José Luis Guerín (born 1960) is a Spanish filmmaker and educator known for Train of Shadows (1997), En construcción (2001), and The Academy of Muses (2015).

==Style and influences==
As a young cinephile, Guerín attended many film screenings, made films on Super 8 and 16mm and sought out and befriended many of the filmmakers he admired, including Robert Bresson, Raoul Ruiz and Philippe Garrel. Guerín's films are often described as being influenced by the Lumière Brothers, Howard Hawks, Yasujirō Ozu and John Ford (Guerín went so far as to shoot a film in Cong the setting of Innisfree in Ford's The Quiet Man).

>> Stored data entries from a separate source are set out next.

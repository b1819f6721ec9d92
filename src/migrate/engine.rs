//! The migration engine: discovery, ordering, ledger gating, dispatch, and
//! failure isolation.
use std::path::{Path, PathBuf};

use crate::config::MigrateConfig;
use crate::error::MigrateError;
use crate::exec::Executor;
use crate::host::Host;
use crate::logging::{Log, UnitStatus};
use crate::migrate::activation::ActivationDispatcher;
use crate::migrate::ledger::Ledger;
use crate::migrate::name::{UnitKind, UnitName};
use crate::migrate::runner::DataUnitRunner;

/// Counts of per-unit outcomes for one engine run.
#[derive(Debug, Default, Clone, PartialEq, Eq)]
pub struct RunSummary {
    /// Units applied and recorded in this run.
    pub applied: usize,
    /// Units the ledger already contained.
    pub already_applied: usize,
    /// Units skipped this run but retryable later (target not installed).
    pub skipped: usize,
    /// Names violating the naming convention, excluded from both phases.
    pub invalid: usize,
    /// Units whose apply operation failed (or applied-but-unrecorded).
    pub failed: usize,
}

/// A discovered change-unit: its parsed name plus the payload path.
#[derive(Debug, Clone, PartialEq, Eq)]
struct Unit {
    name: UnitName,
    path: PathBuf,
}

impl Ord for Unit {
    fn cmp(&self, other: &Self) -> std::cmp::Ordering {
        self.name.cmp(&other.name)
    }
}

impl PartialOrd for Unit {
    fn partial_cmp(&self, other: &Self) -> Option<std::cmp::Ordering> {
        Some(self.cmp(other))
    }
}

/// Applies all pending change-units to one site, exactly once each.
///
/// The run is strictly sequential: the ledger is prepared, units are
/// discovered and validated, then the activation phase and the data phase
/// each iterate their units in `(date, sequence, name)` order. A failed
/// unit is logged and counted; it never aborts the remaining units. Only a
/// failed ledger bootstrap aborts the run.
pub struct MigrationEngine<'a> {
    site_root: &'a Path,
    config: &'a MigrateConfig,
    host: &'a dyn Host,
    executor: &'a dyn Executor,
    log: &'a dyn Log,
}

impl std::fmt::Debug for MigrationEngine<'_> {
    fn fmt(&self, f: &mut std::fmt::Formatter<'_>) -> std::fmt::Result {
        f.debug_struct("MigrationEngine")
            .field("site_root", &self.site_root)
            .field("config", &self.config)
            .finish_non_exhaustive()
    }
}

impl<'a> MigrationEngine<'a> {
    /// Create an engine for one site.
    #[must_use]
    pub const fn new(
        site_root: &'a Path,
        config: &'a MigrateConfig,
        host: &'a dyn Host,
        executor: &'a dyn Executor,
        log: &'a dyn Log,
    ) -> Self {
        Self {
            site_root,
            config,
            host,
            executor,
            log,
        }
    }

    /// Run both phases over all pending units and return the outcome counts.
    ///
    /// # Errors
    ///
    /// Returns an error only when the ledger cannot be bootstrapped or the
    /// unit source cannot be listed; every per-unit failure is converted to
    /// a logged, counted outcome instead.
    pub fn run(&self) -> Result<RunSummary, MigrateError> {
        let mut summary = RunSummary::default();
        let units_dir = self.site_root.join(&self.config.dir);
        let ledger = Ledger::new(self.host, &self.config.table);

        self.log.stage("Preparing ledger");
        ledger.ensure_initialized(&units_dir.join(&self.config.bootstrap), self.log)?;

        let mut units = self.discover(&units_dir, &mut summary)?;
        units.sort();
        let (activations, data_units): (Vec<_>, Vec<_>) =
            units.into_iter().partition(|u| u.name.is_activation());

        self.log
            .stage(&format!("Activations ({})", activations.len()));
        for unit in &activations {
            self.apply_unit(unit, &ledger, &mut summary);
        }

        self.log
            .stage(&format!("Data changes ({})", data_units.len()));
        for unit in &data_units {
            self.apply_unit(unit, &ledger, &mut summary);
        }

        Ok(summary)
    }

    /// List the unit source, dropping the bootstrap seed, generator
    /// scripts, and invalid names.
    fn discover(&self, units_dir: &Path, summary: &mut RunSummary) -> Result<Vec<Unit>, MigrateError> {
        if !units_dir.is_dir() {
            self.log.warn(&format!(
                "unit source {} does not exist, nothing to apply",
                units_dir.display()
            ));
            return Ok(Vec::new());
        }

        let map_io = |source| MigrateError::Discovery {
            path: units_dir.display().to_string(),
            source,
        };

        let mut units = Vec::new();
        for entry in std::fs::read_dir(units_dir).map_err(map_io)? {
            let entry = entry.map_err(map_io)?;
            let path = entry.path();
            if path.is_dir() {
                continue;
            }
            let Some(file_name) = path.file_name().and_then(|n| n.to_str()) else {
                let lossy = path.file_name().map_or_else(String::new, |n| n.to_string_lossy().to_string());
                self.log
                    .warn(&format!("skipping unit with non-UTF-8 name: {lossy}"));
                self.log
                    .record_unit(&lossy, UnitStatus::Invalid, Some("non-UTF-8 name"));
                summary.invalid += 1;
                continue;
            };
            if file_name == self.config.bootstrap {
                self.log.debug("skipping bootstrap seed file");
                continue;
            }
            if path
                .extension()
                .and_then(|e| e.to_str())
                .is_some_and(|e| e == self.config.generator_ext)
            {
                self.log
                    .debug(&format!("{file_name} is a generator script, not a unit"));
                continue;
            }
            match UnitName::parse(file_name) {
                Ok(name) => units.push(Unit { name, path }),
                Err(e) => {
                    self.log.warn(&format!("skipping {e}"));
                    self.log
                        .record_unit(file_name, UnitStatus::Invalid, Some("naming convention"));
                    summary.invalid += 1;
                }
            }
        }
        Ok(units)
    }

    /// Apply one unit, converting any failure into a logged, counted
    /// outcome. Never propagates an error: per-unit failure must not abort
    /// the run.
    fn apply_unit(&self, unit: &Unit, ledger: &Ledger<'_>, summary: &mut RunSummary) {
        let name = unit.name.raw();

        if ledger.is_applied(name, self.log) {
            self.log.info(&format!("{name} already applied"));
            self.log.record_unit(name, UnitStatus::AlreadyApplied, None);
            summary.already_applied += 1;
            return;
        }

        let outcome = match unit.name.kind() {
            UnitKind::Activation { target } => ActivationDispatcher::new(self.host)
                .dispatch(target)
                .map(|kind| format!("activated {} '{target}'", kind.as_str())),
            UnitKind::DataSql => DataUnitRunner::new(
                self.host,
                self.executor,
                self.log,
                self.site_root,
                &self.config.generator_ext,
            )
            .run(&unit.path)
            .map(|()| "statements executed".to_string()),
        };

        match outcome {
            Ok(detail) => match ledger.record_applied(name) {
                Ok(()) => {
                    self.log.info(&format!("{name}: {detail}"));
                    self.log.record_unit(name, UnitStatus::Applied, None);
                    summary.applied += 1;
                }
                Err(e) => {
                    let err = anyhow::Error::new(e);
                    self.log.error(&format!(
                        "{name} applied but not recorded, it will be re-attempted next run: {err:#}"
                    ));
                    self.log
                        .record_unit(name, UnitStatus::Failed, Some("applied but not recorded"));
                    summary.failed += 1;
                }
            },
            Err(MigrateError::NotInstalled(target)) => {
                self.log.warn(&format!(
                    "{name}: '{target}' is not installed, skipping (will retry once installed)"
                ));
                self.log
                    .record_unit(name, UnitStatus::Skipped, Some("not installed"));
                summary.skipped += 1;
            }
            Err(e) => {
                let err = anyhow::Error::new(e);
                self.log.warn(&format!("{name}: {err:#}"));
                self.log
                    .record_unit(name, UnitStatus::Failed, Some(&format!("{err:#}")));
                summary.failed += 1;
            }
        }
    }
}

Guerín is known for his meditative and intellectually curious work in both documentary and narrative filmmaking. Describing Guerín in an introduction to a series of his films, the programmers of the Harvard Film Archive wrote: "Guerín's films purposefully confound narrative and documentary traditions, discovering rich narrative threads woven into the tapestries of his real life subjects and unraveling mysteries without solutions that nevertheless leave the viewer deeply satisfied."

==Filmography==
- Berta's Motives (1985)
- Souvenir (1986, Short)
- City Life (1990)
- Innisfree (1990)
- Train of Shadows (1997)
- En construcción AKA Work in Progress (2001)

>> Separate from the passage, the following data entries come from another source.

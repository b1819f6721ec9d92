//! Process execution layer for host CLI and generator invocations.
use std::process::{Command, Output};

use anyhow::{Context, Result};

/// Result of a command execution.
#[derive(Debug)]
pub struct ExecResult {
    /// Captured standard output.
    pub stdout: String,
    /// Captured standard error.
    pub stderr: String,
    /// Whether the process exited with status zero.
    pub success: bool,
    /// Raw exit code, if the process exited normally.
    pub code: Option<i32>,
}

impl From<Output> for ExecResult {
    fn from(output: Output) -> Self {
        Self {
            stdout: String::from_utf8_lossy(&output.stdout).to_string(),
            stderr: String::from_utf8_lossy(&output.stderr).to_string(),
            success: output.status.success(),
            code: output.status.code(),
        }
    }
}

/// Abstraction over external process execution.
///
/// [`CliHost`](crate::host::CliHost) and the generator step of the data-unit
/// runner go through this trait so tests can substitute a scripted
/// implementation instead of spawning real processes.
pub trait Executor: Send + Sync {
    /// Run a command, allowing failure (non-zero exit is not an error).
    ///
    /// # Errors
    ///
    /// Returns an error only if the process could not be spawned at all.
    fn run_unchecked(&self, program: &str, args: &[&str]) -> Result<ExecResult>;

    /// Check if a program is available on PATH.
    fn which(&self, program: &str) -> bool;
}

/// [`Executor`] that spawns real system processes.
#[derive(Debug, Clone, Copy, Default)]
pub struct SystemExecutor;

impl Executor for SystemExecutor {
    fn run_unchecked(&self, program: &str, args: &[&str]) -> Result<ExecResult> {
        let output = Command::new(program)
            .args(args)
            .output()
            .with_context(|| format!("failed to execute: {program}"))?;
        Ok(ExecResult::from(output))
    }

    fn which(&self, program: &str) -> bool {
        which::which(program).is_ok()
    }
}
//! Core logging types: unit entries, status, and the [`Log`] trait.

/// Per-unit outcome recorded for the run summary.
#[derive(Debug, Clone)]
pub struct UnitEntry {
    /// Unit or file name.
    pub name: String,
    /// Final status of the unit.
    pub status: UnitStatus,
    /// Optional detail message (e.g., skip reason or error description).
    pub message: Option<String>,
}

/// Outcome of one change-unit (or synced file).
#[derive(Debug, Clone, Copy, PartialEq, Eq)]
pub enum UnitStatus {
    /// The unit was applied and recorded in this run.
    Applied,
    /// The ledger already contained the unit; nothing was done.
    AlreadyApplied,
    /// The unit was skipped this run but will be retried later
    /// (e.g., activation target not yet installed).
    Skipped,
    /// The name violates the naming convention; excluded from the run.
    Invalid,
    /// Dry-run mode; the change was previewed, not applied.
    DryRun,
    /// The unit's apply operation failed; it was not recorded.
    Failed,
}

/// Abstraction over logging backends.
///
/// The engine and dispatchers log through this trait so unit tests can
/// capture output with an in-memory implementation instead of a real
/// console/file logger.
pub trait Log: Send + Sync {
    /// Log a stage header (major section).
    fn stage(&self, msg: &str);
    /// Log an informational message.
    fn info(&self, msg: &str);
    /// Log a debug message (may be suppressed on console).
    fn debug(&self, msg: &str);
    /// Log a warning message.
    fn warn(&self, msg: &str);
    /// Log an error message.
    fn error(&self, msg: &str);
    /// Log a dry-run action message.
    fn dry_run(&self, msg: &str);
    /// Record a unit outcome for the summary.
    fn record_unit(&self, name: &str, status: UnitStatus, message: Option<&str>);
}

- Tren Estrasburgo-Paris/ Mujer esperando al tranvia (2006, Short)
- Unas fotos en la ciudad de Sylvia (2007)
- In the City of Sylvia (2007)
- Guest (2010)
- Correspondences: Jonas Mekas - J. L. Guerin (2011)
- Dos cartas a Ana AKA Two Letters for Ana (2011, Short)

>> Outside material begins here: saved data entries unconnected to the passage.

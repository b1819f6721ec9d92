//! Change-unit name parsing and ordering.
//!
//! A unit name is `DATE(-SEQ)?-REST` where `DATE` is exactly 8 digits and
//! `SEQ`, when present, is 1 to 3 digits. An `activate-` marker anywhere in
//! `REST` makes the unit Activation-kind; everything after the marker is the
//! target component identifier. Names lacking this shape are invalid and
//! excluded from the run (reported, not fatal).
use std::cmp::Ordering;

use crate::error::MigrateError;

/// Marker that flags a unit as Activation-kind.
const ACTIVATE_MARKER: &str = "activate-";

/// Classification of a change-unit.
#[derive(Debug, Clone, PartialEq, Eq)]
pub enum UnitKind {
    /// Turns on an installed component; carries the target identifier.
    Activation {
        /// Component identifier after the `activate-` marker.
        target: String,
    },
    /// Raw statements executed against the data store.
    DataSql,
}

/// A parsed, orderable change-unit name.
///
/// Ordering is `(date, sequence, raw name)` with an absent sequence sorting
/// before any numbered sequence on the same date. Phase separation
/// (activations before data units) is the engine's job; the comparator only
/// orders within a phase.
#[derive(Debug, Clone, PartialEq, Eq)]
pub struct UnitName {
    raw: String,
    date: u32,
    sequence: Option<u16>,
    kind: UnitKind,
}

impl UnitName {
    /// Parse a raw unit name.
    ///
    /// # Errors
    ///
    /// Returns [`MigrateError::InvalidName`] if the name does not match the
    /// naming convention. The caller must skip the unit and warn rather
    /// than abort.
    pub fn parse(raw: &str) -> Result<Self, MigrateError> {
        let invalid = || MigrateError::InvalidName(raw.to_string());

        let (date_str, rest) = raw.split_at_checked(8).ok_or_else(invalid)?;
        if !date_str.bytes().all(|b| b.is_ascii_digit()) {
            return Err(invalid());
        }
        let date: u32 = date_str.parse().map_err(|_| invalid())?;
        let rest = rest.strip_prefix('-').ok_or_else(invalid)?;

        // Optional 1-3 digit sequence. Taken only when the digits are
        // followed by '-' and a non-empty remainder; otherwise the digits
        // belong to the remainder itself (e.g. `20250101-12-` has no
        // sequence but a remainder of `12-`).
        let digit_len = rest.bytes().take_while(u8::is_ascii_digit).count();
        let (sequence, remainder) = if (1..=3).contains(&digit_len)
            && let Some(digits) = rest.get(..digit_len)
            && let Some(tail) = rest.get(digit_len..).and_then(|s| s.strip_prefix('-'))
            && !tail.is_empty()
        {
            let seq: u16 = digits.parse().map_err(|_| invalid())?;
            (Some(seq), tail)
        } else {
            (None, rest)
        };

        if remainder.is_empty() {
            return Err(invalid());
        }

        let kind = remainder.find(ACTIVATE_MARKER).map_or(UnitKind::DataSql, |idx| {
            let target = remainder
                .get(idx + ACTIVATE_MARKER.len()..)
                .unwrap_or_default()
                .to_string();
            UnitKind::Activation { target }
        });

        Ok(Self {
            raw: raw.to_string(),
            date,
            sequence,
            kind,
        })
    }

    /// The original unit name.
    #[must_use]
    pub fn raw(&self) -> &str {
        &self.raw
    }

    /// The 8-digit calendar day, as a number.
    #[must_use]
    pub const fn date(&self) -> u32 {
        self.date
    }

    /// The optional sequence number (1-3 digits in the name).
    #[must_use]
    pub const fn sequence(&self) -> Option<u16> {
        self.sequence
    }

    /// The unit's classification.
    #[must_use]
    pub const fn kind(&self) -> &UnitKind {
        &self.kind
    }

    /// Whether this unit belongs to the activation phase.
    #[must_use]
    pub const fn is_activation(&self) -> bool {
        matches!(self.kind, UnitKind::Activation { .. })
    }

    fn sort_key(&self) -> (u32, Option<u16>, &str) {
        (self.date, self.sequence, self.raw.as_str())
    }
}

impl Ord for UnitName {
    fn cmp(&self, other: &Self) -> Ordering {
        self.sort_key().cmp(&other.sort_key())
    }
}

impl PartialOrd for UnitName {
    fn partial_cmp(&self, other: &Self) -> Option<Ordering> {
        Some(self.cmp(other))
    }
}

#[cfg(test)]
#[allow(clippy::expect_used, clippy::unwrap_used, clippy::indexing_slicing)]
mod tests {
    use super::*;

    fn parse(raw: &str) -> UnitName {
        UnitName::parse(raw).expect("name should parse")
    }

    #[test]
    fn parses_data_unit_with_sequence() {
        let name = parse("20250601-001-seed-data.sql");
        assert_eq!(name.date(), 20_250_601);
        assert_eq!(name.sequence(), Some(1));
        assert_eq!(*name.kind(), UnitKind::DataSql);
        assert_eq!(name.raw(), "20250601-001-seed-data.sql");
    }

    #[test]
    fn parses_data_unit_without_sequence() {
        let name = parse("20250601-seed-data.sql");
        assert_eq!(name.sequence(), None);
        assert_eq!(*name.kind(), UnitKind::DataSql);
    }

    #[test]
    fn parses_activation_unit() {
        let name = parse("20250601-activate-widgets");
        assert!(name.is_activation());
        assert_eq!(
            *name.kind(),
            UnitKind::Activation {
                target: "widgets".to_string()
            }
        );
    }

    #[test]
    fn marker_is_found_anywhere_after_prefix() {
        let name = parse("20250601-002-activate-gallery-pro");
        assert_eq!(name.sequence(), Some(2));
        assert_eq!(
            *name.kind(),
            UnitKind::Activation {
                target: "gallery-pro".to_string()
            }
        );
    }

    #[test]
    fn same_input_always_yields_same_classification() {
        let a = parse("20250601-001-seed.sql");
        let b = parse("20250601-001-seed.sql");
        assert_eq!(a, b);
    }

    #[test]
    fn rejects_short_date() {
        assert!(UnitName::parse("2025061-x.sql").is_err());
    }

    #[test]
    fn rejects_non_digit_date() {
        assert!(UnitName::parse("abc-migration.sql").is_err());
        assert!(UnitName::parse("2025a601-x.sql").is_err());
    }

    #[test]
    fn rejects_missing_separator() {
        assert!(UnitName::parse("20250601x.sql").is_err());
        assert!(UnitName::parse("20250601").is_err());
    }

    #[test]
    fn rejects_empty_remainder() {
        assert!(UnitName::parse("20250601-").is_err());
    }

    #[test]
    fn four_digit_run_is_part_of_the_remainder() {
        let name = parse("20250601-1234-x");
        assert_eq!(name.sequence(), None, "1234 is not a 1-3 digit sequence");
    }

    #[test]
    fn digits_without_following_content_are_the_remainder() {
        let name = parse("20250601-12-");
        assert_eq!(name.sequence(), None);
        assert_eq!(*name.kind(), UnitKind::DataSql);
    }

    #[test]
    fn dates_order_chronologically() {
        assert!(parse("20250101-a.sql") < parse("20250102-a.sql"));
    }

    #[test]
    fn absent_sequence_sorts_before_numbered() {
        let plain = parse("20250601-seed.sql");
        let one = parse("20250601-001-seed.sql");
        let two = parse("20250601-002-seed.sql");
        assert!(plain < one);
        assert!(one < two);
    }

    #[test]
    fn same_key_falls_back_to_name_order() {
        let a = parse("20250601-001-alpha.sql");
        let b = parse("20250601-001-beta.sql");
        assert!(a < b);
    }

    #[test]
    fn sequence_is_numeric_not_lexicographic() {
        assert!(parse("20250601-2-a.sql") < parse("20250601-010-a.sql"));
    }
}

- Recuerdos de una manana AKA Memories of a Morning (2011)
- L’Accademia delle muse AKA The Academy of Muses (2015)
- Le Saphir de Saint-Louis AKA The Sapphire of St. Louis (2015)
- De una Isla (2019, Short)

==Awards==
His film Under Construction (En construcción) won the Special Prize of the Jury in the San Sebastián Film Festival in 2001 and the Goya Prize for Best Documentary in 2002.